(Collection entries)

Content starts

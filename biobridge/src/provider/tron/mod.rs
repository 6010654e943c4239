//! Tron-compatible provider pair.
//!
//! [`TronLink`] mirrors the extension's account/request surface. [`TronWeb`],
//! reached through [`TronLink::tron_web`], carries the classic balance, sign
//! and broadcast calls and the default address pushed down by the host. Both
//! share one core and one state.

pub mod address;

pub use address::{TronAddress, from_hex, is_address, to_hex};

use super::{ConnectionFlag, ProviderCore, RequestArguments, decode};
use crate::chain::TRON;
use crate::emitter::{EventEmitter, ListenerId};
use crate::error::{ErrorCode, ProviderRpcError, RpcResult};
use crate::method::Method;
use crate::protocol::events;
use crate::types::{
    Account, AccountQuery, BalanceQuery, BroadcastParams, SignMessageParams,
    SignTransactionParams, TransferParams, TransferReceipt,
};
use serde::{Deserialize, Serialize};
use serde_json::{Value, json};
use std::sync::atomic::{AtomicBool, Ordering};
use std::sync::{Arc, PoisonError, RwLock};
use tracing::debug;

#[derive(Debug, Default)]
struct TronState {
    connected: ConnectionFlag,
    ready: AtomicBool,
    default_address: RwLock<Option<TronAddress>>,
}

impl TronState {
    /// Adopt the first Tron account of a host list as default address.
    fn adopt(&self, accounts: &[Account]) -> Option<TronAddress> {
        let address = accounts
            .iter()
            .filter(|a| a.is_on(TRON))
            .find_map(|a| TronAddress::parse(&a.address));
        self.ready.store(address.is_some(), Ordering::Release);
        *self
            .default_address
            .write()
            .unwrap_or_else(PoisonError::into_inner) = address.clone();
        address
    }

    fn default_address(&self) -> Option<TronAddress> {
        self.default_address
            .read()
            .unwrap_or_else(PoisonError::into_inner)
            .clone()
    }
}

/// Answer of `tron_requestAccounts`, in the extension's `{code, message}` shape.
#[derive(Debug, Clone, PartialEq, Eq, Serialize, Deserialize)]
pub struct TronLinkReply {
    /// `200` on success, `4001` when the user declined.
    pub code: i64,
    /// Human readable outcome.
    pub message: String,
}

/// Result of a broadcast, in TronWeb's shape.
#[derive(Debug, Clone, PartialEq, Eq, Serialize, Deserialize)]
pub struct BroadcastResult {
    /// Whether the node accepted the transaction.
    pub result: bool,
    /// Transaction id.
    pub txid: String,
}

impl From<TransferReceipt> for BroadcastResult {
    fn from(receipt: TransferReceipt) -> Self {
        Self {
            result: true,
            txid: receipt.tx_hash,
        }
    }
}

/// TronLink-compatible object.
#[derive(Debug, Clone)]
pub struct TronLink {
    core: Arc<ProviderCore>,
    events: EventEmitter,
    state: Arc<TronState>,
    tron_web: TronWeb,
}

impl TronLink {
    /// Build the pair on a core.
    #[must_use]
    pub fn new(core: Arc<ProviderCore>) -> Self {
        let state = Arc::new(TronState::default());
        let tron_web = TronWeb {
            core: Arc::clone(&core),
            state: Arc::clone(&state),
        };
        let link = Self {
            core,
            events: EventEmitter::new(),
            state,
            tron_web,
        };
        link.bind_events();
        link
    }

    fn bind_events(&self) {
        let raw = self.core.events();

        let (state, out) = (Arc::clone(&self.state), self.events.clone());
        raw.on(events::CONNECT, move |payload| {
            state.connected.set(true);
            out.emit(events::CONNECT, payload);
        });

        let (state, out) = (Arc::clone(&self.state), self.events.clone());
        raw.on(events::DISCONNECT, move |payload| {
            state.connected.set(false);
            state.ready.store(false, Ordering::Release);
            out.emit(events::DISCONNECT, payload);
        });

        let (state, out) = (Arc::clone(&self.state), self.events.clone());
        raw.on(events::ACCOUNTS_CHANGED, move |payload| {
            let Ok(accounts) = serde_json::from_value::<Vec<Account>>(payload.clone()) else {
                debug!("ignoring malformed accountsChanged payload");
                return;
            };
            let address = state.adopt(&accounts);
            let base58: Vec<String> = address.into_iter().map(|a| a.base58).collect();
            out.emit(events::ACCOUNTS_CHANGED, &json!(base58));
        });

        let out = self.events.clone();
        raw.on(events::CHAIN_CHANGED, move |payload| {
            out.emit(events::CHAIN_CHANGED, payload);
        });
    }

    /// `tronLink.request({method})`. Only `tron_requestAccounts` is served.
    pub async fn request(&self, args: RequestArguments) -> RpcResult<TronLinkReply> {
        if args.method != "tron_requestAccounts" {
            return Err(ProviderRpcError::unsupported_method(&args.method));
        }
        let params = serde_json::to_value(AccountQuery::chain(TRON))
            .map_err(|_| ProviderRpcError::internal())?;
        match self
            .core
            .request(Method::RequestAccounts.as_str(), params)
            .await
        {
            Ok(result) => {
                let accounts: Vec<Account> = decode(result)?;
                if self.state.adopt(&accounts).is_none() {
                    return Err(ProviderRpcError::with_message(
                        ErrorCode::Unauthorized,
                        "No Tron account available",
                    ));
                }
                self.state.connected.set(true);
                Ok(TronLinkReply {
                    code: 200,
                    message: "The site is already in the whitelist".to_string(),
                })
            }
            Err(e) if e.code == ErrorCode::UserRejected => Ok(TronLinkReply {
                code: e.code.as_i64(),
                message: e.message,
            }),
            Err(e) => Err(e),
        }
    }

    /// Whether a default address has been received.
    #[must_use]
    pub fn ready(&self) -> bool {
        self.state.ready.load(Ordering::Acquire)
    }

    /// Whether the provider has connected.
    #[must_use]
    pub fn is_connected(&self) -> bool {
        self.state.connected.get()
    }

    /// The TronWeb object built on this link.
    #[must_use]
    pub const fn tron_web(&self) -> &TronWeb {
        &self.tron_web
    }

    /// Subscribe to an event.
    pub fn on<F>(&self, event: &str, listener: F) -> ListenerId
    where
        F: Fn(&Value) + Send + Sync + 'static,
    {
        self.events.on(event, listener)
    }

    /// Unsubscribe a listener.
    pub fn off(&self, event: &str, id: ListenerId) -> bool {
        self.events.off(event, id)
    }

    /// Remove listeners of one event, or of every event.
    pub fn remove_all_listeners(&self, event: Option<&str>) {
        self.events.remove_all_listeners(event);
    }

    /// The core this pair runs on.
    #[must_use]
    pub fn core(&self) -> &Arc<ProviderCore> {
        &self.core
    }
}

/// TronWeb-compatible object.
#[derive(Debug, Clone)]
pub struct TronWeb {
    core: Arc<ProviderCore>,
    state: Arc<TronState>,
}

impl TronWeb {
    /// Default address, set once the host has pushed accounts.
    #[must_use]
    pub fn default_address(&self) -> Option<TronAddress> {
        self.state.default_address()
    }

    /// The `trx` namespace.
    #[must_use]
    pub const fn trx(&self) -> Trx<'_> {
        Trx { web: self }
    }

    fn require_default(&self) -> RpcResult<TronAddress> {
        self.default_address()
            .ok_or_else(|| ProviderRpcError::with_message(ErrorCode::Unauthorized, "No default address"))
    }

    async fn call<P: Serialize>(&self, method: Method, params: &P) -> RpcResult<Value> {
        let params = serde_json::to_value(params).map_err(|_| ProviderRpcError::internal())?;
        self.core.request(method.as_str(), params).await
    }
}

/// `tronWeb.trx`: balance, signing and broadcast.
#[derive(Debug, Clone, Copy)]
pub struct Trx<'a> {
    web: &'a TronWeb,
}

impl Trx<'_> {
    /// Balance in sun of `address`, or of the default address.
    pub async fn get_balance(&self, address: Option<&str>) -> RpcResult<u64> {
        let address = match address {
            Some(a) => TronAddress::parse(a)
                .ok_or_else(|| ProviderRpcError::invalid_params("invalid Tron address"))?
                .base58,
            None => self.web.require_default()?.base58,
        };
        let query = BalanceQuery {
            address,
            chain: TRON.to_string(),
            asset: None,
        };
        let result = self.web.call(Method::GetBalance, &query).await?;
        match result {
            Value::Number(n) => n.as_u64().ok_or_else(ProviderRpcError::internal),
            Value::String(s) => s.parse().map_err(|_| ProviderRpcError::internal()),
            _ => Err(ProviderRpcError::internal()),
        }
    }

    /// Sign an unsigned transaction with the default address.
    pub async fn sign(&self, transaction: Value) -> RpcResult<Value> {
        let params = SignTransactionParams {
            address: self.web.require_default()?.base58,
            chain: TRON.to_string(),
            transaction,
        };
        self.web.call(Method::SignTransaction, &params).await
    }

    /// Sign a plain message with the default address.
    pub async fn sign_message_v2(&self, message: &str) -> RpcResult<String> {
        let params = SignMessageParams {
            message: message.to_string(),
            address: self.web.require_default()?.base58,
        };
        decode(self.web.call(Method::SignMessage, &params).await?)
    }

    /// Send `amount` sun of TRX from the default address.
    pub async fn send_transaction(&self, to: &str, amount: u64) -> RpcResult<BroadcastResult> {
        let to = TronAddress::parse(to)
            .ok_or_else(|| ProviderRpcError::invalid_params("invalid Tron address"))?;
        let params = TransferParams {
            from: self.web.require_default()?.base58,
            to: to.base58,
            amount: amount.to_string(),
            chain: TRON.to_string(),
            asset: None,
            data: None,
        };
        let receipt: TransferReceipt =
            decode(self.web.call(Method::SendTransaction, &params).await?)?;
        Ok(receipt.into())
    }

    /// Broadcast an already signed transaction.
    pub async fn send_raw_transaction(&self, signed: Value) -> RpcResult<BroadcastResult> {
        let params = BroadcastParams {
            chain: TRON.to_string(),
            signed_transaction: signed,
        };
        let receipt: TransferReceipt =
            decode(self.web.call(Method::BroadcastTransaction, &params).await?)?;
        Ok(receipt.into())
    }
}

Content ends

[WORK ITEM] Using only the data above, copy out the lines that include the word "struct".

[WRITTEN RESPONSE]
struct TronState {
pub struct TronLinkReply {
pub struct BroadcastResult {
pub struct TronLink {
pub struct TronWeb {
pub struct Trx<'a> {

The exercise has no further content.